* [Your instructions]:
The listing that follows must be given again in full and exactly.
··· Records supplied ···
//! Rotation engine - steps a piece through its literal rotation tables
//!
//! Rotation is a finite-state table keyed by (kind, rotation index):
//!
//! | Kind  | States | Cycle |
//! |-------|--------|-------|
//! | O     | 1      | always rotation 0, base shape |
//! | T     | 4      | flip(current) → T_TURNS[0] → T_TURNS[1] → base |
//! | L, J  | 4      | TURNS[0] → TURNS[1] → TURNS[2] → base |
//! | S, Z  | 2      | other kind's base with axes swapped ↔ own base |
//! | I     | 2      | flip(current) ↔ flip(flip(current)) |
//!
//! Nothing here looks at the board. Callers validate the result before
//! committing it.

use crate::pieces::{base_shape, flip, swap_axes, J_TURNS, L_TURNS, T_TURNS};
use crate::types::{PieceKind, Shape};

/// Compute the next (shape, rotation index) for a piece.
///
/// `current` is the piece's present shape; only T (from rotation 0) and I
/// derive their next shape from it.
///
/// # Panics
///
/// Panics if `rotation` is outside `0..=3` for T, L or J. Rotation indices
/// are only ever produced by this function, so that is a programming error.
pub fn next_rotation(kind: PieceKind, current: &Shape, rotation: u8) -> (Shape, u8) {
    match kind {
        PieceKind::O => (base_shape(PieceKind::O), 0),
        PieceKind::T => match rotation {
            0 => (flip(current), 1),
            1 => (T_TURNS[0], 2),
            2 => (T_TURNS[1], 3),
            3 => (base_shape(PieceKind::T), 0),
            _ => unreachable!("T rotation index out of range: {rotation}"),
        },
        PieceKind::L => turn(&L_TURNS, PieceKind::L, rotation),
        PieceKind::J => turn(&J_TURNS, PieceKind::J, rotation),
        PieceKind::S => toggle(PieceKind::S, PieceKind::Z, rotation),
        PieceKind::Z => toggle(PieceKind::Z, PieceKind::S, rotation),
        PieceKind::I => (flip(current), if rotation == 0 { 1 } else { 0 }),
    }
}

fn turn(turns: &[Shape; 3], kind: PieceKind, rotation: u8) -> (Shape, u8) {
    match rotation {
        0..=2 => (turns[rotation as usize], rotation + 1),
        3 => (base_shape(kind), 0),
        _ => unreachable!("{kind:?} rotation index out of range: {rotation}"),
    }
}

fn toggle(kind: PieceKind, mirror: PieceKind, rotation: u8) -> (Shape, u8) {
    if rotation == 0 {
        (swap_axes(&base_shape(mirror)), 1)
    } else {
        (base_shape(kind), 0)
    }
}

#[cfg(test)]
mod tests {
    use super::*;

    fn spin(kind: PieceKind, times: usize) -> (Shape, u8) {
        let mut shape = base_shape(kind);
        let mut rotation = 0;
        for _ in 0..times {
            (shape, rotation) = next_rotation(kind, &shape, rotation);
        }
        (shape, rotation)
    }

    #[test]
    fn test_t_first_turn_flips_base() {
        let (shape, rotation) = spin(PieceKind::T, 1);
        assert_eq!(shape, [(2, 1), (1, 1), (1, 0), (1, 2)]);
        assert_eq!(rotation, 1);
    }

    #[test]
    fn test_s_first_turn_uses_swapped_z() {
        let (shape, rotation) = spin(PieceKind::S, 1);
        assert_eq!(shape, [(0, 1), (1, 1), (1, 2), (2, 2)]);
        assert_eq!(rotation, 1);
    }

    #[test]
    fn test_i_turns_horizontal_then_back_to_vertical_column() {
        let (horizontal, rotation) = spin(PieceKind::I, 1);
        assert_eq!(horizontal, [(1, 2), (1, 1), (1, 0), (1, 3)]);
        assert_eq!(rotation, 1);

        let (vertical, rotation) = spin(PieceKind::I, 2);
        assert_eq!(vertical, base_shape(PieceKind::I));
        assert_eq!(rotation, 0);
    }

    #[test]
    #[should_panic(expected = "out of range")]
    fn test_bad_rotation_index_fails_fast() {
        next_rotation(PieceKind::L, &base_shape(PieceKind::L), 7);
    }
}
···
* [Written reply]:
//! Rotation engine - steps a piece through its literal rotation tables
//!
//! Rotation is a finite-state table keyed by (kind, rotation index):
//!
//! | Kind  | States | Cycle |
//! |-------|--------|-------|
//! | O     | 1      | always rotation 0, base shape |
//! | T     | 4      | flip(current) → T_TURNS[0] → T_TURNS[1] → base |
//! | L, J  | 4      | TURNS[0] → TURNS[1] → TURNS[2] → base |
//! | S, Z  | 2      | other kind's base with axes swapped ↔ own base |
//! | I     | 2      | flip(current) ↔ flip(flip(current)) |
//!
//! Nothing here looks at the board. Callers validate the result before
//! committing it.

use crate::pieces::{base_shape, flip, swap_axes, J_TURNS, L_TURNS, T_TURNS};
use crate::types::{PieceKind, Shape};

/// Compute the next (shape, rotation index) for a piece.
///
/// `current` is the piece's present shape; only T (from rotation 0) and I
/// derive their next shape from it.
///
/// # Panics
///
/// Panics if `rotation` is outside `0..=3` for T, L or J. Rotation indices
/// are only ever produced by this function, so that is a programming error.
pub fn next_rotation(kind: PieceKind, current: &Shape, rotation: u8) -> (Shape, u8) {
    match kind {
        PieceKind::O => (base_shape(PieceKind::O), 0),
        PieceKind::T => match rotation {
            0 => (flip(current), 1),
            1 => (T_TURNS[0], 2),
            2 => (T_TURNS[1], 3),
            3 => (base_shape(PieceKind::T), 0),
            _ => unreachable!("T rotation index out of range: {rotation}"),
        },
        PieceKind::L => turn(&L_TURNS, PieceKind::L, rotation),
        PieceKind::J => turn(&J_TURNS, PieceKind::J, rotation),
        PieceKind::S => toggle(PieceKind::S, PieceKind::Z, rotation),
        PieceKind::Z => toggle(PieceKind::Z, PieceKind::S, rotation),
        PieceKind::I => (flip(current), if rotation == 0 { 1 } else { 0 }),
    }
}

fn turn(turns: &[Shape; 3], kind: PieceKind, rotation: u8) -> (Shape, u8) {
    match rotation {
        0..=2 => (turns[rotation as usize], rotation + 1),
        3 => (base_shape(kind), 0),
        _ => unreachable!("{kind:?} rotation index out of range: {rotation}"),
    }
}

fn toggle(kind: PieceKind, mirror: PieceKind, rotation: u8) -> (Shape, u8) {
    if rotation == 0 {
        (swap_axes(&base_shape(mirror)), 1)
    } else {
        (base_shape(kind), 0)
    }
}

#[cfg(test)]
mod tests {
    use super::*;

    fn spin(kind: PieceKind, times: usize) -> (Shape, u8) {
        let mut shape = base_shape(kind);
        let mut rotation = 0;
        for _ in 0..times {
            (shape, rotation) = next_rotation(kind, &shape, rotation);
        }
        (shape, rotation)
    }

    #[test]
    fn test_t_first_turn_flips_base() {
        let (shape, rotation) = spin(PieceKind::T, 1);
        assert_eq!(shape, [(2, 1), (1, 1), (1, 0), (1, 2)]);
        assert_eq!(rotation, 1);
    }

    #[test]
    fn test_s_first_turn_uses_swapped_z() {
        let (shape, rotation) = spin(PieceKind::S, 1);
        assert_eq!(shape, [(0, 1), (1, 1), (1, 2), (2, 2)]);
        assert_eq!(rotation, 1);
    }

    #[test]
    fn test_i_turns_horizontal_then_back_to_vertical_column() {
        let (horizontal, rotation) = spin(PieceKind::I, 1);
        assert_eq!(horizontal, [(1, 2), (1, 1), (1, 0), (1, 3)]);
        assert_eq!(rotation, 1);

        let (vertical, rotation) = spin(PieceKind::I, 2);
        assert_eq!(vertical, base_shape(PieceKind::I));
        assert_eq!(rotation, 0);
    }

    #[test]
    #[should_panic(expected = "out of range")]
    fn test_bad_rotation_index_fails_fast() {
        next_rotation(PieceKind::L, &base_shape(PieceKind::L), 7);
    }
}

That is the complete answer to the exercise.